Building a compile-time SIMD optimized smoothing filter

71 pointsposted 11 hours ago
by PaulHoule

17 Comments

keldaris

10 hours ago

This looks like a nice case study for when you're already using Rust for other reasons and just want to make a bit of numerical code go fast. However, as someone mostly writing C++ and Julia, this does not look promising at all - it's clear that the Julia implementation is both more elegant and faster, and it seems much easier to reproduce that result in C++ (which has no issues with compile time float constants, SIMD, GPU support, etc.) than Rust.

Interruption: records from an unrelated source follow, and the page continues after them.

//! Regression model panel.
//!
//! Every learned model implements [`Regressor`]. The panel is a closed set of
//! [`ModelKind`] variants plus their construction parameters; the harness
//! builds a fresh instance per trial so no fitted state crosses trials.

mod ensemble;
mod estimator;
mod kernel;
mod linalg;
mod linear;
mod mlp;
mod spline;
mod tree;

pub use ensemble::{AdaBoostRegressor, GradientBoosting, XgbRegressor};
pub use estimator::{from_vector, to_matrix, to_vector, Forest, LinearModel, Penalty};
pub use kernel::{KNeighborsRegressor, KernelRidge, Svr};
pub use linear::LeastSquares;
pub use mlp::MlpRegressor;
pub use spline::SplineRegressor;
pub use tree::{RegressionTree, TreeParams};

use ndarray::{Array1, ArrayView1, ArrayView2};
use thiserror::Error;

/// Errors raised while fitting or predicting with a single model
#[derive(Error, Debug, Clone, PartialEq)]
pub enum FitError {
    #[error("Training set is empty")]
    EmptyTrainingSet,

    #[error("Shape mismatch: expected {expected} columns, got {actual}")]
    ShapeMismatch { expected: usize, actual: usize },

    #[error("Row count mismatch: {features} feature rows, {targets} targets")]
    LengthMismatch { features: usize, targets: usize },

    #[error("Non-finite values in {0}")]
    NonFinite(String),

    #[error("Matrix is not positive definite: {0}")]
    Singular(String),

    #[error("Model used before fit")]
    NotFitted,

    #[error("Invalid parameter: {0}")]
    InvalidParameter(String),

    #[error("Estimator error: {0}")]
    Estimator(String),

    #[error("{0}")]
    Failed(String),
}

/// Fit/predict capability shared by every learned model
pub trait Regressor: Send {
    /// Fit on a training matrix (rows are samples) and target vector
    ///
    /// # Errors
    ///
    /// Returns an error on invalid input or numerical failure.
    fn fit(&mut self, x: ArrayView2<'_, f64>, y: ArrayView1<'_, f64>) -> Result<(), FitError>;

    /// Predict one value per row of `x`
    ///
    /// # Errors
    ///
    /// Returns an error if the model is unfitted or `x` has the wrong width.
    fn predict(&self, x: ArrayView2<'_, f64>) -> Result<Array1<f64>, FitError>;
}

/// Validate a training pair before fitting
///
/// # Errors
///
/// Returns an error for empty, misaligned or non-finite input.
pub fn check_training_data(x: ArrayView2<'_, f64>, y: ArrayView1<'_, f64>) -> Result<(), FitError> {
    if x.nrows() == 0 {
        return Err(FitError::EmptyTrainingSet);
    }
    if x.nrows() != y.len() {
        return Err(FitError::LengthMismatch {
            features: x.nrows(),
            targets: y.len(),
        });
    }
    if x.iter().any(|v| !v.is_finite()) {
        return Err(FitError::NonFinite("features".to_string()));
    }
    if y.iter().any(|v| !v.is_finite()) {
        return Err(FitError::NonFinite("targets".to_string()));
    }
    Ok(())
}

pub(crate) fn check_width(expected: usize, x: ArrayView2<'_, f64>) -> Result<(), FitError> {
    if x.ncols() == expected {
        Ok(())
    } else {
        Err(FitError::ShapeMismatch {
            expected,
            actual: x.ncols(),
        })
    }
}

/// Model variants and their construction parameters
#[derive(Debug, Clone)]
pub enum ModelKind {
    /// Ordinary least squares with intercept
    Linear,
    /// L2-regularized least squares
    Ridge { alpha: f64 },
    /// L1-regularized least squares
    Lasso { alpha: f64 },
    /// Mixed L1/L2 regularized least squares
    ElasticNet { alpha: f64, l1_ratio: f64 },
    /// Bootstrap-aggregated unpruned trees
    RandomForest { n_estimators: usize },
    /// Bootstrap-aggregated unpruned trees, small ensemble
    Bagging { n_estimators: usize },
    /// Least-squares gradient boosting
    GradientBoosting {
        n_estimators: usize,
        learning_rate: f64,
        max_depth: usize,
    },
    /// AdaBoost.R2 with linear loss
    AdaBoost { n_estimators: usize, max_depth: usize },
    /// Second-order boosting with L2-regularized leaf weights
    XgBoost {
        n_estimators: usize,
        eta: f64,
        max_depth: usize,
        lambda: f64,
    },
    /// Epsilon-SVR with RBF kernel
    Svm { c: f64, epsilon: f64 },
    /// k-nearest-neighbour average
    Knn { k: usize },
    /// Linear-kernel ridge regression without intercept
    KernelRidge { alpha: f64 },
    /// Per-feature cubic B-spline expansion followed by least squares
    Spline { n_knots: usize, degree: usize },
    /// Feed-forward ReLU network
    Mlp { hidden: Vec<usize> },
    /// Caller-supplied constructor
    Custom(fn() -> Box<dyn Regressor>),
}

impl ModelKind {
    /// Build a fresh, unfitted instance
    #[must_use]
    pub fn build(&self, random_state: u64) -> Box<dyn Regressor> {
        match self {
            Self::Linear => Box::new(LinearModel::new(Penalty::None)),
            Self::Ridge { alpha } => Box::new(LinearModel::new(Penalty::L2 { alpha: *alpha })),
            Self::Lasso { alpha } => Box::new(LinearModel::new(Penalty::L1 { alpha: *alpha })),
            Self::ElasticNet { alpha, l1_ratio } => Box::new(LinearModel::new(Penalty::Mixed {
                alpha: *alpha,
                l1_ratio: *l1_ratio,
            })),
            Self::RandomForest { n_estimators } | Self::Bagging { n_estimators } => {
                Box::new(Forest::new(*n_estimators, random_state))
            }
            Self::GradientBoosting {
                n_estimators,
                learning_rate,
                max_depth,
            } => Box::new(GradientBoosting::new(*n_estimators, *learning_rate, *max_depth)),
            Self::AdaBoost {
                n_estimators,
                max_depth,
            } => Box::new(AdaBoostRegressor::new(*n_estimators, *max_depth, random_state)),
            Self::XgBoost {
                n_estimators,
                eta,
                max_depth,
                lambda,
            } => Box::new(XgbRegressor::new(*n_estimators, *eta, *max_depth, *lambda)),
            Self::Svm { c, epsilon } => Box::new(Svr::new(*c, *epsilon)),
            Self::Knn { k } => Box::new(KNeighborsRegressor::new(*k)),
            Self::KernelRidge { alpha } => Box::new(KernelRidge::new(*alpha)),
            Self::Spline { n_knots, degree } => Box::new(SplineRegressor::new(*n_knots, *degree)),
            Self::Mlp { hidden } => Box::new(MlpRegressor::new(hidden.clone(), random_state)),
            Self::Custom(constructor) => constructor(),
        }
    }
}

/// Parameter-wise equality; two `Custom` constructors never compare equal
impl PartialEq for ModelKind {
    #[allow(clippy::float_cmp)]
    fn eq(&self, other: &Self) -> bool {
        match (self, other) {
            (Self::Linear, Self::Linear) => true,
            (Self::Ridge { alpha: a }, Self::Ridge { alpha: b })
            | (Self::Lasso { alpha: a }, Self::Lasso { alpha: b })
            | (Self::KernelRidge { alpha: a }, Self::KernelRidge { alpha: b }) => a == b,
            (
                Self::ElasticNet { alpha: a, l1_ratio: r },
                Self::ElasticNet { alpha: b, l1_ratio: s },
            ) => a == b && r == s,
            (Self::RandomForest { n_estimators: a }, Self::RandomForest { n_estimators: b })
            | (Self::Bagging { n_estimators: a }, Self::Bagging { n_estimators: b })
            | (Self::Knn { k: a }, Self::Knn { k: b }) => a == b,
            (
                Self::GradientBoosting {
                    n_estimators: n1,
                    learning_rate: r1,
                    max_depth: d1,
                },
                Self::GradientBoosting {
                    n_estimators: n2,
                    learning_rate: r2,
                    max_depth: d2,
                },
            ) => n1 == n2 && r1 == r2 && d1 == d2,
            (
                Self::AdaBoost {
                    n_estimators: n1,
                    max_depth: d1,
                },
                Self::AdaBoost {
                    n_estimators: n2,
                    max_depth: d2,
                },
            ) => n1 == n2 && d1 == d2,
            (
                Self::XgBoost {
                    n_estimators: n1,
                    eta: e1,
                    max_depth: d1,
                    lambda: l1,
                },
                Self::XgBoost {
                    n_estimators: n2,
                    eta: e2,
                    max_depth: d2,
                    lambda: l2,
                },
            ) => n1 == n2 && e1 == e2 && d1 == d2 && l1 == l2,
            (Self::Svm { c: c1, epsilon: e1 }, Self::Svm { c: c2, epsilon: e2 }) => c1 == c2 && e1 == e2,
            (
                Self::Spline {
                    n_knots: k1,
                    degree: d1,
                },
                Self::Spline {
                    n_knots: k2,
                    degree: d2,
                },
            ) => k1 == k2 && d1 == d2,
            (Self::Mlp { hidden: a }, Self::Mlp { hidden: b }) => a == b,
            _ => false,
        }
    }
}

/// A named panel slot
#[derive(Debug, Clone, PartialEq)]
pub struct PanelEntry {
    /// Display name used as the result-table key
    pub name: String,
    /// Variant and parameters
    pub kind: ModelKind,
}

/// Ordered registry of models evaluated uniformly on every trial
#[derive(Debug, Clone, PartialEq)]
pub struct ModelPanel {
    entries: Vec<PanelEntry>,
    random_state: u64,
}

impl ModelPanel {
    /// Empty panel
    #[must_use]
    pub const fn empty(random_state: u64) -> Self {
        Self {
            entries: Vec::new(),
            random_state,
        }
    }

    /// The full default panel with one MLP per hidden-layer architecture
    #[must_use]
    pub fn standard(mlp_architectures: &[Vec<usize>], random_state: u64) -> Self {
        let mut panel = Self::empty(random_state);
        panel
            .register("Linear", ModelKind::Linear)
            .register("Ridge", ModelKind::Ridge { alpha: 1.0 })
            .register("Lasso", ModelKind::Lasso { alpha: 1.0 })
            .register(
                "ElasticNet",
                ModelKind::ElasticNet {
                    alpha: 1.0,
                    l1_ratio: 0.5,
                },
            )
            .register("RandomForest", ModelKind::RandomForest { n_estimators: 100 })
            .register("Bagging", ModelKind::Bagging { n_estimators: 10 })
            .register(
                "GradientBoosting",
                ModelKind::GradientBoosting {
                    n_estimators: 100,
                    learning_rate: 0.1,
                    max_depth: 3,
                },
            )
            .register(
                "AdaBoost",
                ModelKind::AdaBoost {
                    n_estimators: 50,
                    max_depth: 3,
                },
            )
            .register(
                "XGBoost",
                ModelKind::XgBoost {
                    n_estimators: 100,
                    eta: 0.3,
                    max_depth: 6,
                    lambda: 1.0,
                },
            )
            .register("SVM", ModelKind::Svm { c: 1.0, epsilon: 0.1 })
            .register("KNN", ModelKind::Knn { k: 5 })
            .register("KernelRidge", ModelKind::KernelRidge { alpha: 1.0 })
            .register(
                "Spline",
                ModelKind::Spline {
                    n_knots: 5,
                    degree: 3,
                },
            );

        for (i, hidden) in mlp_architectures.iter().enumerate() {
            panel.register(
                &format!("MLP_{}", i + 1),
                ModelKind::Mlp {
                    hidden: hidden.clone(),
                },
            );
        }
        panel
    }

    /// Register a model, replacing any existing entry with the same name in place
    pub fn register(&mut self, name: &str, kind: ModelKind) -> &mut Self {
        if let Some(entry) = self.entries.iter_mut().find(|e| e.name == name) {
            entry.kind = kind;
        } else {
            self.entries.push(PanelEntry {
                name: name.to_string(),
                kind,
            });
        }
        self
    }

    /// Seed handed to every stochastic model
    #[must_use]
    pub const fn random_state(&self) -> u64 {
        self.random_state
    }

    /// Registered names in registration order
    #[must_use]
    pub fn names(&self) -> Vec<&str> {
        self.entries.iter().map(|e| e.name.as_str()).collect()
    }

    /// Number of registered models
    #[must_use]
    pub fn len(&self) -> usize {
        self.entries.len()
    }

    /// Check if no models are registered
    #[must_use]
    pub fn is_empty(&self) -> bool {
        self.entries.is_empty()
    }

    /// Iterate over entries in registration order
    pub fn iter(&self) -> impl Iterator<Item = &PanelEntry> {
        self.entries.iter()
    }
}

I've written very little Rust myself, but when I've tried, I've always come away with a similar impression that it's just not a good fit for performant numerical computing, with seemingly basic things (like proper SIMD support, const generics without weird restrictions, etc.) considered afterthoughts. For those more up to speed on Rust development, is this impression accurate, or have I missed something and should reconsider my view?

gauge_field

9 hours ago

In terms of speed, Rust is up there with C/C++. See e.g. https://benchmarksgame-team.pages.debian.net/benchmarksgame/... I also ported several algo from C and it was matching the performance.

Regarding SIMD support, the only thing that is missing, is stable support for avx512, and some more exotic feature extensions for deep learning e.g. avx_vnni. Those are implemented and waiting to be included in the next stable versions.

Gpu support: this is still an issue b/c of not enough people working on it, but there projects trying to improve this: see https://github.com/tracel-ai/cubecl .

Const generics: Yeah, there are a few annoying issues: it is limited to small set of types. For instance, you cant use const enum as a generic. Also, you cant use generic parameters in const operations on stable rust: see unstable feature generic_const_exprs.

My main reason for using rust in numerical computing:

- type system. Some find it weird. I find it explicit and easier to understand.

- cargo (nicer cross platform defaults, since I tend to develop both from windows and linux)

- unconditional code generation, with [target_feature(enable = "feature_list")]. This makes it so that I dont have to set different set of flags for each compilation unit when building. It is enough to put that on top of function making use of SIMD.

I agree that if you want to be fast/exploratory in developing algo and you can sacrifice a little bit of performance, Julia is a better choice.

bobmcnamara

7 hours ago

TBH, Intel ISAs have never been very stable, the mixed AVX flavors are just the latest examples.

jonathrg

9 hours ago

Tight loops of SIMD operations seems like something that might be more convenient to just implement directly in assembly? So you don't need to babysit the compiler like this.

anonymoushn

7 hours ago

I'm happy to use compilers for register allocation, even though they aren't particularly good at it

adgjlsfhk1

7 hours ago

Counterpoint: that makes you rewrite it for every architecture and every datatype. A high level language makes it a lot easier to get something more readable, runable everywhere, and datatype generic.

brrrrrm

7 hours ago

You almost always have to for good perf on non-trivial operations

jonathrg

7 hours ago

For libraries, yes that is a concern. In practice you're often dealing with one or a handful of instances of the problem at hand.

menaerus

7 hours ago

If you're ready to settle on much lower IPC then yes.

adgjlsfhk1

6 hours ago

The Julia version of this (https://github.com/miguelraz/StagedFilters.jl) is very clearly generating pretty great code. For `smooth!(SavitzkyGolayFilter{4,3}, rand(Float64, 1000), rand(Float64, 1000))`, 36 out of 74 of the inner loop instructions are vectorized fmadds (of one kind or another). There are a few register spills that seem plausibly unnecessary, and some dependency chains that I think are an inherent part of the algorithm, but I'm pretty that there isn't an additional 2x speed to get here.

menaerus

6 hours ago

I can write SIMD code that's 2x the speed of the non-vectorized code but I can also rewrite that same SIMD code so that 2x becomes 6x.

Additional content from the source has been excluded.